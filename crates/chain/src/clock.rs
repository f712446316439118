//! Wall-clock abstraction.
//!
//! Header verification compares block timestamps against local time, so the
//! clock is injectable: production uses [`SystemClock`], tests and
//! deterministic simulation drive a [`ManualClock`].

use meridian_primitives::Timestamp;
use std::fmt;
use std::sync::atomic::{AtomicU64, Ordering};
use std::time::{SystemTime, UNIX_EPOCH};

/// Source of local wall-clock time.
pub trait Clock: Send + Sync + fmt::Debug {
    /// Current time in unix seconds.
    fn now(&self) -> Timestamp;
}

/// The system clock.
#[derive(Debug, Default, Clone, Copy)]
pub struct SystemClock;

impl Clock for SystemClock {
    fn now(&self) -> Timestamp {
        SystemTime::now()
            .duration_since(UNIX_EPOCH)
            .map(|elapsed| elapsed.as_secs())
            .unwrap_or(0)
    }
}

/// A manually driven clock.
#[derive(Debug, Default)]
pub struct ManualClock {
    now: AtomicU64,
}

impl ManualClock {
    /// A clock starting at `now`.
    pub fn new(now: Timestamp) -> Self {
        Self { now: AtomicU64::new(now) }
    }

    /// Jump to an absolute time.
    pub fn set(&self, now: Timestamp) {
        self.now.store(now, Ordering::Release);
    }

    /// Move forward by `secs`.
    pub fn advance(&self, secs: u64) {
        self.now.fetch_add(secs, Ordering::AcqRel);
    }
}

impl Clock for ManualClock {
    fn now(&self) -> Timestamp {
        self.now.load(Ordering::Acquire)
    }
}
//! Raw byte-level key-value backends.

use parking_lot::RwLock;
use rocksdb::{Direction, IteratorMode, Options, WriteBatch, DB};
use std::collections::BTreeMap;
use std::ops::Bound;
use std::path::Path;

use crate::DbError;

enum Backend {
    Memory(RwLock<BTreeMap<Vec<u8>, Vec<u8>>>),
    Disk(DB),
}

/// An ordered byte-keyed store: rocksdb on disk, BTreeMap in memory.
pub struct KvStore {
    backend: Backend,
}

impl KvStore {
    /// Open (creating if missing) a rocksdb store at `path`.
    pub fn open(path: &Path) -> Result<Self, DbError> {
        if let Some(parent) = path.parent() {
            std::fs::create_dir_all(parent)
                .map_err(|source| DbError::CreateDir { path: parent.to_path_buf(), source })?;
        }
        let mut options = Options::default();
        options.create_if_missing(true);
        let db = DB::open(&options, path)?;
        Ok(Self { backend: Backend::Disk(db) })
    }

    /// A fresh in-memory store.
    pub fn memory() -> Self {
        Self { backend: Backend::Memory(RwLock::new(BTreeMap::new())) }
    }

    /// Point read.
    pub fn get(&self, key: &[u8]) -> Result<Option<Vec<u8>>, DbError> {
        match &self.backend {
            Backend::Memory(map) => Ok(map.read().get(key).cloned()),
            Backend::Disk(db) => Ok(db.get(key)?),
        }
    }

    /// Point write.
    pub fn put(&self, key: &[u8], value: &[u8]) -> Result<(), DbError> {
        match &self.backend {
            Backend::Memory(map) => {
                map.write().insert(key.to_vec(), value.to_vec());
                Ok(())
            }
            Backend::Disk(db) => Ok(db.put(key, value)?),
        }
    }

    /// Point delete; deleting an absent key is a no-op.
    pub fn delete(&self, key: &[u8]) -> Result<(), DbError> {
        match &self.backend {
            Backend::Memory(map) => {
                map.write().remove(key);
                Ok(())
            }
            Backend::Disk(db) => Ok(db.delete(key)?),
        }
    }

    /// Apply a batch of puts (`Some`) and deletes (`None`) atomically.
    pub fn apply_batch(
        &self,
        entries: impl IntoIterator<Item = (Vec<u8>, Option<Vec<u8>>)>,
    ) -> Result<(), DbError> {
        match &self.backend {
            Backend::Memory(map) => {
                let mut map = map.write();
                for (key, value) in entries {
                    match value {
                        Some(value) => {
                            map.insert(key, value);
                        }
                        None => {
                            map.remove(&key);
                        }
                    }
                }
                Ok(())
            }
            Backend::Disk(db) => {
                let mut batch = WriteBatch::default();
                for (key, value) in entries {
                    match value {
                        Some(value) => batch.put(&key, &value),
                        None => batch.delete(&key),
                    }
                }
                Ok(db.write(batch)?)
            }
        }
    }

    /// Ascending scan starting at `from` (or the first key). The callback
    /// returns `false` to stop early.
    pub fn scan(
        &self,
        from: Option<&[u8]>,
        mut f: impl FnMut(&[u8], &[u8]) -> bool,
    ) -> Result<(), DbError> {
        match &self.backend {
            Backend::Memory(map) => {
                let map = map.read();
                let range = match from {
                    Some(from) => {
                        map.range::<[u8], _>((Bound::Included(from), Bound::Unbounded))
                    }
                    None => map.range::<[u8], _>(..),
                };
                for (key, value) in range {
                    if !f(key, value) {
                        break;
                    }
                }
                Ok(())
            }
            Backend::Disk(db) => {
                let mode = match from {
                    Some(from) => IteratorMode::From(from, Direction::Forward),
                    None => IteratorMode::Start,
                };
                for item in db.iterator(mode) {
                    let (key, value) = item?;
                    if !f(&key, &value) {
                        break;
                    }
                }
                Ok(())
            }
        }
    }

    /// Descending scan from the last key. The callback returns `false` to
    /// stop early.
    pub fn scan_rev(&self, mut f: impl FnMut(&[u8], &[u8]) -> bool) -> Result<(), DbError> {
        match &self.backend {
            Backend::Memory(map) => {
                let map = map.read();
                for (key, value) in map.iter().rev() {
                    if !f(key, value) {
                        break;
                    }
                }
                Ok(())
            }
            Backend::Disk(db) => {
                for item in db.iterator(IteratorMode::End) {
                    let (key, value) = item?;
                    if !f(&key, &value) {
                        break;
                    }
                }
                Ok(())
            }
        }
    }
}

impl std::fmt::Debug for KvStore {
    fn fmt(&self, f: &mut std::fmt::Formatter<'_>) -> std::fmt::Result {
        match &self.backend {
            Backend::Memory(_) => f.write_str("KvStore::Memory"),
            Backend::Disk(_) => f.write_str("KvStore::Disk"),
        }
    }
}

□ □ □ □ □

How to complete this task.
Reproduce the listing above verbatim, from first line to last.

Answer to this task.
filename crates/chain/src/clock.rs
repository f712446316439118
//! Wall-clock abstraction.
//!
//! Header verification compares block timestamps against local time, so the
//! clock is injectable: production uses [`SystemClock`], tests and
//! deterministic simulation drive a [`ManualClock`].

use meridian_primitives::Timestamp;
use std::fmt;
use std::sync::atomic::{AtomicU64, Ordering};
use std::time::{SystemTime, UNIX_EPOCH};

/// Source of local wall-clock time.
pub trait Clock: Send + Sync + fmt::Debug {
    /// Current time in unix seconds.
    fn now(&self) -> Timestamp;
}

/// The system clock.
#[derive(Debug, Default, Clone, Copy)]
pub struct SystemClock;

impl Clock for SystemClock {
    fn now(&self) -> Timestamp {
        SystemTime::now()
            .duration_since(UNIX_EPOCH)
            .map(|elapsed| elapsed.as_secs())
            .unwrap_or(0)
    }
}

/// A manually driven clock.
#[derive(Debug, Default)]
pub struct ManualClock {
    now: AtomicU64,
}

impl ManualClock {
    /// A clock starting at `now`.
    pub fn new(now: Timestamp) -> Self {
        Self { now: AtomicU64::new(now) }
    }

    /// Jump to an absolute time.
    pub fn set(&self, now: Timestamp) {
        self.now.store(now, Ordering::Release);
    }

    /// Move forward by `secs`.
    pub fn advance(&self, secs: u64) {
        self.now.fetch_add(secs, Ordering::AcqRel);
    }
}

impl Clock for ManualClock {
    fn now(&self) -> Timestamp {
        self.now.load(Ordering::Acquire)
    }
}
//! Raw byte-level key-value backends.

use parking_lot::RwLock;
use rocksdb::{Direction, IteratorMode, Options, WriteBatch, DB};
use std::collections::BTreeMap;
use std::ops::Bound;
use std::path::Path;

use crate::DbError;

enum Backend {
    Memory(RwLock<BTreeMap<Vec<u8>, Vec<u8>>>),
    Disk(DB),
}

/// An ordered byte-keyed store: rocksdb on disk, BTreeMap in memory.
pub struct KvStore {
    backend: Backend,
}

impl KvStore {
    /// Open (creating if missing) a rocksdb store at `path`.
    pub fn open(path: &Path) -> Result<Self, DbError> {
        if let Some(parent) = path.parent() {
            std::fs::create_dir_all(parent)
                .map_err(|source| DbError::CreateDir { path: parent.to_path_buf(), source })?;
        }
        let mut options = Options::default();
        options.create_if_missing(true);
        let db = DB::open(&options, path)?;
        Ok(Self { backend: Backend::Disk(db) })
    }

    /// A fresh in-memory store.
    pub fn memory() -> Self {
        Self { backend: Backend::Memory(RwLock::new(BTreeMap::new())) }
    }

    /// Point read.
    pub fn get(&self, key: &[u8]) -> Result<Option<Vec<u8>>, DbError> {
        match &self.backend {
            Backend::Memory(map) => Ok(map.read().get(key).cloned()),
            Backend::Disk(db) => Ok(db.get(key)?),
        }
    }

    /// Point write.
    pub fn put(&self, key: &[u8], value: &[u8]) -> Result<(), DbError> {
        match &self.backend {
            Backend::Memory(map) => {
                map.write().insert(key.to_vec(), value.to_vec());
                Ok(())
            }
            Backend::Disk(db) => Ok(db.put(key, value)?),
        }
    }

    /// Point delete; deleting an absent key is a no-op.
    pub fn delete(&self, key: &[u8]) -> Result<(), DbError> {
        match &self.backend {
            Backend::Memory(map) => {
                map.write().remove(key);
                Ok(())
            }
            Backend::Disk(db) => Ok(db.delete(key)?),
        }
    }

    /// Apply a batch of puts (`Some`) and deletes (`None`) atomically.
    pub fn apply_batch(
        &self,
        entries: impl IntoIterator<Item = (Vec<u8>, Option<Vec<u8>>)>,
    ) -> Result<(), DbError> {
        match &self.backend {
            Backend::Memory(map) => {
                let mut map = map.write();
                for (key, value) in entries {
                    match value {
                        Some(value) => {
                            map.insert(key, value);
                        }
                        None => {
                            map.remove(&key);
                        }
                    }
                }
                Ok(())
            }
            Backend::Disk(db) => {
                let mut batch = WriteBatch::default();
                for (key, value) in entries {
                    match value {
                        Some(value) => batch.put(&key, &value),
                        None => batch.delete(&key),
                    }
                }
                Ok(db.write(batch)?)
            }
        }
    }

    /// Ascending scan starting at `from` (or the first key). The callback
    /// returns `false` to stop early.
    pub fn scan(
        &self,
        from: Option<&[u8]>,
        mut f: impl FnMut(&[u8], &[u8]) -> bool,
    ) -> Result<(), DbError> {
        match &self.backend {
            Backend::Memory(map) => {
                let map = map.read();
                let range = match from {
                    Some(from) => {
                        map.range::<[u8], _>((Bound::Included(from), Bound::Unbounded))
                    }
                    None => map.range::<[u8], _>(..),
                };
                for (key, value) in range {
                    if !f(key, value) {
                        break;
                    }
                }
                Ok(())
            }
            Backend::Disk(db) => {
                let mode = match from {
                    Some(from) => IteratorMode::From(from, Direction::Forward),
                    None => IteratorMode::Start,
                };
                for item in db.iterator(mode) {
                    let (key, value) = item?;
                    if !f(&key, &value) {
                        break;
                    }
                }
                Ok(())
            }
        }
    }

    /// Descending scan from the last key. The callback returns `false` to
    /// stop early.
    pub fn scan_rev(&self, mut f: impl FnMut(&[u8], &[u8]) -> bool) -> Result<(), DbError> {
        match &self.backend {
            Backend::Memory(map) => {
                let map = map.read();
                for (key, value) in map.iter().rev() {
                    if !f(key, value) {
                        break;
                    }
                }
                Ok(())
            }
            Backend::Disk(db) => {
                for item in db.iterator(IteratorMode::End) {
                    let (key, value) = item?;
                    if !f(&key, &value) {
                        break;
                    }
                }
                Ok(())
            }
        }
    }
}

impl std::fmt::Debug for KvStore {
    fn fmt(&self, f: &mut std::fmt::Formatter<'_>) -> std::fmt::Result {
        match &self.backend {
            Backend::Memory(_) => f.write_str("KvStore::Memory"),
            Backend::Disk(_) => f.write_str("KvStore::Disk"),
        }
    }
}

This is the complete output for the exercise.